| name | agent-validation-loop |
| description | Improve a developer-facing tool (CLI, library, agent harness) by running closed-loop validation with disposable subagents, treating their friction as the deliverable, fixing the friction, and re-running. Use when the user wants to evaluate or harden a tool whose value depends on whether an agent can use it — vrt-like signal loops, agent SDKs, CLI ergonomics, prompt scaffolding, IDE integrations. The loop produces both a stronger tool and a written record (per-run reports + tracked issues) of what was learned and why. |
Agent validation loop
A playbook for improving a tool by letting fresh subagents try to use it
on a real task, recording where they get stuck, fixing the friction,
and running another fresh subagent to confirm. The agents' words become
the spec; their failures become the next commits.
This skill is for cases where the question "does the tool work?" can't
be answered by reading the code or running existing tests — it needs an
agent who has never seen the tool before to try to use it.
When to use
- A tool whose UX depends on natural-language output an agent will read
(suggestions, error messages, structured signals).

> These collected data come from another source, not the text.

//! Step processing error types.

use chrono::{DateTime, Utc};
use serde::{Deserialize, Serialize};
use thiserror::Error;

use crate::step::StepKind;

/// Errors a step processor can surface while producing a step's output.
#[derive(Debug, Clone, Error, PartialEq)]
pub enum ProcessingError {
    /// The step did not settle before its timeout elapsed.
    #[error("Step timed out after {0} ms")]
    Timeout(u64),

    /// The execution was cancelled while the step was in flight.
    #[error("Step cancelled")]
    Cancelled,

    /// The backing service answered with a non-success status.
    #[error("Service returned status {status}: {message}")]
    Service { status: u16, message: String },

    /// The backing service could not be reached.
    #[error("HTTP error: {0}")]
    Http(String),

    /// The step configuration or context is not acceptable for this processor.
    #[error("Validation error: {0}")]
    Validation(String),

    /// The backing service answered with a body the processor cannot use.
    #[error("Invalid response: {0}")]
    InvalidResponse(String),

    /// JSON serialization/deserialization error.
    #[error("JSON error: {0}")]
    Json(String),

    /// No processor is registered for the step kind.
    #[error("No processor registered for step type '{0}'")]
    NotRegistered(StepKind),
}

impl ProcessingError {
    /// Stable machine-readable code recorded on step and execution errors.
    pub fn code(&self) -> &'static str {
        match self {
            Self::Timeout(_) => "TIMEOUT",
            Self::Cancelled => "CANCELLED",
            Self::Service { .. } => "SERVICE_ERROR",
            Self::Http(_) => "HTTP_ERROR",
            Self::Validation(_) => "VALIDATION_ERROR",
            Self::InvalidResponse(_) => "INVALID_RESPONSE",
            Self::Json(_) => "JSON_ERROR",
            Self::NotRegistered(_) => "UNKNOWN_STEP_TYPE",
        }
    }

    /// Configuration errors abort a run regardless of the error-handling policy.
    pub fn is_configuration(&self) -> bool {
        matches!(self, Self::Validation(_) | Self::NotRegistered(_))
    }

    /// Whether re-invoking the step could plausibly succeed.
    ///
    /// Timeouts are final: the step timeout bounds the step, not one attempt.
    pub fn is_retryable(&self) -> bool {
        !self.is_configuration() && !matches!(self, Self::Cancelled | Self::Timeout(_))
    }
}

impl From<serde_json::Error> for ProcessingError {
    fn from(e: serde_json::Error) -> Self {
        ProcessingError::Json(e.to_string())
    }
}

impl From<reqwest::Error> for ProcessingError {
    fn from(e: reqwest::Error) -> Self {
        if e.is_timeout() {
            ProcessingError::Http(format!("request timed out: {}", e))
        } else {
            ProcessingError::Http(e.to_string())
        }
    }
}

/// Code, message and time of a failure, as recorded on steps and executions.
#[derive(Debug, Clone, PartialEq, Serialize, Deserialize)]
pub struct ErrorRecord {
    pub code: String,
    pub message: String,
    pub timestamp: DateTime<Utc>,
}

impl ErrorRecord {
    pub fn new(code: impl Into<String>, message: impl Into<String>) -> Self {
        Self {
            code: code.into(),
            message: message.into(),
            timestamp: Utc::now(),
        }
    }

    /// Stamp a processing error with the current time.
    pub fn from_processing(err: &ProcessingError) -> Self {
        Self::new(err.code(), err.to_string())
    }
}

impl From<&ProcessingError> for ErrorRecord {
    fn from(err: &ProcessingError) -> Self {
        ErrorRecord::from_processing(err)
    }
}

- A CLI whose ergonomics are easy to mis-design (flag naming, defaults,
output verbosity).
- A library where you want to know whether the abstractions make
sense to a fresh reader, not whether the code compiles.
- Any system where the gap between "the code works" and "the user
succeeds" is the actual product.
When NOT to use
- For pure algorithmic correctness — a unit test is cheaper.
- For one-off scripts with no UX surface.
- When you already know what to fix; the subagent overhead isn't worth
it for trivial changes.
The loop, ten steps
1. Pick a scenario with a measurable goal
The scenario must be closed-loop: the agent has a task with a
deterministic success criterion (a goal screenshot, expected output,
target API response, etc.). Without a measurable outcome the validation
turns into vibes.
fixtures/<scenario-name>/
brief.md # what the agent should build
goal/ # the expected output (artifacts only)
attempts/ # one subdir per agent run
agent-a/ # filled by the agent
agent-b/
The brief and goal artifacts are visible to the agent; the source
of the goal (the code that produced it) is not.
2. Decide what the agent can and cannot read
The single most important rule. Each agent must:
- Read: the brief, the goal artifacts, the tool's CLI / docs.
- NOT read: prior agents' attempts (would bias them), the goal's
source code (would short-circuit the test).
Put both lists in the prompt explicitly. Mention each forbidden path
by name; agents will respect path-level instructions.
3. Spawn the first subagent with a clear charter
Subagent prompt structure:
- Goal in one sentence ("converge on the goal screenshot")
- Files you may read (brief / goal artifacts / tool docs)
- Files you MUST NOT read (with concrete paths)
- Working directory (their own attempts/<name>/ subdir)
- Workflow (N rounds budget; tool invocation per round; what to log)
- Constraints (tokens / no-magic / etc.)
- Deliverables (< 300 words: final metrics + rounds + what worked +
what didn't + concrete negative feedback)
Run via the Agent tool with subagent_type: "general-purpose" and
run_in_background: true so you can do other work while they run.
4. Treat the agent's friction as the spec
When the agent returns, their negative feedback is more valuable than
the convergence number. Quotes like:
"The candidate notation A → B looked like 'change from A to B'
but I had B and wanted A — I went the wrong way for two rounds."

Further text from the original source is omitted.